▼

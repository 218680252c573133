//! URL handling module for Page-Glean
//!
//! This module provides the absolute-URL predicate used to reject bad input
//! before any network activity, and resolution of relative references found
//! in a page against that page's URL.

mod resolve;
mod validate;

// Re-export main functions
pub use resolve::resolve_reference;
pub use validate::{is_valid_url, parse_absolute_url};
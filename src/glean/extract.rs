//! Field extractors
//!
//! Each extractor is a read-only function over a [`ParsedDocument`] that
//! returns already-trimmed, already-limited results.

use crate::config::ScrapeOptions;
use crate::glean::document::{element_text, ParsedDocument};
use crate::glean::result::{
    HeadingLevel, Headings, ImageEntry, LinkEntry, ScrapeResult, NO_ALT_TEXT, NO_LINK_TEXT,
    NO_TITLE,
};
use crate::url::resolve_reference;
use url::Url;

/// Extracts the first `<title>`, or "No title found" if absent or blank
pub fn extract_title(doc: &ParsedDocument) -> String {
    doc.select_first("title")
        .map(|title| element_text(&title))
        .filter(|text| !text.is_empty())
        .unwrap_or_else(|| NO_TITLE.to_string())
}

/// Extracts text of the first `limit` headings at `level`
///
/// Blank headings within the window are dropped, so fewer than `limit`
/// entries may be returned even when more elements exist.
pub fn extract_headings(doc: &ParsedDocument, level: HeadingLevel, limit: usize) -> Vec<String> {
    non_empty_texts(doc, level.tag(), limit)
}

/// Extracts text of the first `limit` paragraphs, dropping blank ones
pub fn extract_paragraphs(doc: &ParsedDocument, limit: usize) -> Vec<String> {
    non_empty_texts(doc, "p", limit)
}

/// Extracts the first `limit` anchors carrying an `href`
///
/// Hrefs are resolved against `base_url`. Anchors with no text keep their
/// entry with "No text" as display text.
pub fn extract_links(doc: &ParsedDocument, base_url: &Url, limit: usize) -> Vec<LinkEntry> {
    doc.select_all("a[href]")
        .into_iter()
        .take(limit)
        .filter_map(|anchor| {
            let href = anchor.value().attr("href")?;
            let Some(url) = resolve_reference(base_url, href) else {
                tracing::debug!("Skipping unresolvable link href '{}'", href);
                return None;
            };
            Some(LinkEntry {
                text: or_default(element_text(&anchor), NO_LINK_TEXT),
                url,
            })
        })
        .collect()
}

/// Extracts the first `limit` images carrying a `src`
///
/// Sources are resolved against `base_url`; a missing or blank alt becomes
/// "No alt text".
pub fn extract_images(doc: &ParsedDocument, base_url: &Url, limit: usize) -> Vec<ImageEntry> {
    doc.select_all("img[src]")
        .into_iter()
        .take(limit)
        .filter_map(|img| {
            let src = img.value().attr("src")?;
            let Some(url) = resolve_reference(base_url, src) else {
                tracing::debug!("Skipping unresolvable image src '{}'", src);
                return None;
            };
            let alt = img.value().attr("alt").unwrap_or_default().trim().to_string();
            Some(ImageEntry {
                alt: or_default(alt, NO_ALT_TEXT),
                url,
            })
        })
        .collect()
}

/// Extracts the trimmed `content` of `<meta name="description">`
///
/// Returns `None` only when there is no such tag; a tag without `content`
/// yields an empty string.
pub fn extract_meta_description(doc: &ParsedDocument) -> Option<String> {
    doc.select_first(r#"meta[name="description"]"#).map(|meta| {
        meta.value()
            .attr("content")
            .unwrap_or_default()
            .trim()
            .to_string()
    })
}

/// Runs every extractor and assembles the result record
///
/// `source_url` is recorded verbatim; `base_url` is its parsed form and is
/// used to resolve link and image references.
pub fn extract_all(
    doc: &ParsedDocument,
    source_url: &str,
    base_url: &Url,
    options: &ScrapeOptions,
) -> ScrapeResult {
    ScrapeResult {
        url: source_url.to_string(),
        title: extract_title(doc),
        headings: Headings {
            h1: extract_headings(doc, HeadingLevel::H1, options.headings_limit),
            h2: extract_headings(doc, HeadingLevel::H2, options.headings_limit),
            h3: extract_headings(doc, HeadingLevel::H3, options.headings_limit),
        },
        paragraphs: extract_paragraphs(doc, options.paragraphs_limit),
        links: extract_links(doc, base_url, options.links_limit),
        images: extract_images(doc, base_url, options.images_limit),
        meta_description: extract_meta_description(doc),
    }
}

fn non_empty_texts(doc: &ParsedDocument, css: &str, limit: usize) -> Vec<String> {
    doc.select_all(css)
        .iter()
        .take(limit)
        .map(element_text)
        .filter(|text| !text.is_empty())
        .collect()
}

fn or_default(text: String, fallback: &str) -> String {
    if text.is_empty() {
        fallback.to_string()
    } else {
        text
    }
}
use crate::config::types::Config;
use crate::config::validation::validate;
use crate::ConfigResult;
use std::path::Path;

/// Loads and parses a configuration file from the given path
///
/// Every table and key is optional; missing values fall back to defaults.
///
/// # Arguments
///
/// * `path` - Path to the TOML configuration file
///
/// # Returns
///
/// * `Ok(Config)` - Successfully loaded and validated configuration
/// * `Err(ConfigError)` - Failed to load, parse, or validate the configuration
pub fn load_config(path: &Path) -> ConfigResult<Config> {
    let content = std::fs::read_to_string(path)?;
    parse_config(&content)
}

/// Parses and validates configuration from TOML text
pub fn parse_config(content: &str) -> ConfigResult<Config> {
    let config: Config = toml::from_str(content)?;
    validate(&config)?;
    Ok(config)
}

▲

**TASK:** The records above should be printed exactly, please, from the first line through the line containing "let Some(url) = resolve_reference(base_url, href)", with both ends kept and nothing past it.

**COMPLETED EXERCISE:**
repository 218680252c573133
//! URL handling module for Page-Glean
//!
//! This module provides the absolute-URL predicate used to reject bad input
//! before any network activity, and resolution of relative references found
//! in a page against that page's URL.

mod resolve;
mod validate;

// Re-export main functions
pub use resolve::resolve_reference;
pub use validate::{is_valid_url, parse_absolute_url};
filename src/glean/extract.rs
//! Field extractors
//!
//! Each extractor is a read-only function over a [`ParsedDocument`] that
//! returns already-trimmed, already-limited results.

use crate::config::ScrapeOptions;
use crate::glean::document::{element_text, ParsedDocument};
use crate::glean::result::{
    HeadingLevel, Headings, ImageEntry, LinkEntry, ScrapeResult, NO_ALT_TEXT, NO_LINK_TEXT,
    NO_TITLE,
};
use crate::url::resolve_reference;
use url::Url;

/// Extracts the first `<title>`, or "No title found" if absent or blank
pub fn extract_title(doc: &ParsedDocument) -> String {
    doc.select_first("title")
        .map(|title| element_text(&title))
        .filter(|text| !text.is_empty())
        .unwrap_or_else(|| NO_TITLE.to_string())
}

/// Extracts text of the first `limit` headings at `level`
///
/// Blank headings within the window are dropped, so fewer than `limit`
/// entries may be returned even when more elements exist.
pub fn extract_headings(doc: &ParsedDocument, level: HeadingLevel, limit: usize) -> Vec<String> {
    non_empty_texts(doc, level.tag(), limit)
}

/// Extracts text of the first `limit` paragraphs, dropping blank ones
pub fn extract_paragraphs(doc: &ParsedDocument, limit: usize) -> Vec<String> {
    non_empty_texts(doc, "p", limit)
}

/// Extracts the first `limit` anchors carrying an `href`
///
/// Hrefs are resolved against `base_url`. Anchors with no text keep their
/// entry with "No text" as display text.
pub fn extract_links(doc: &ParsedDocument, base_url: &Url, limit: usize) -> Vec<LinkEntry> {
    doc.select_all("a[href]")
        .into_iter()
        .take(limit)
        .filter_map(|anchor| {
            let href = anchor.value().attr("href")?;
            let Some(url) = resolve_reference(base_url, href) else {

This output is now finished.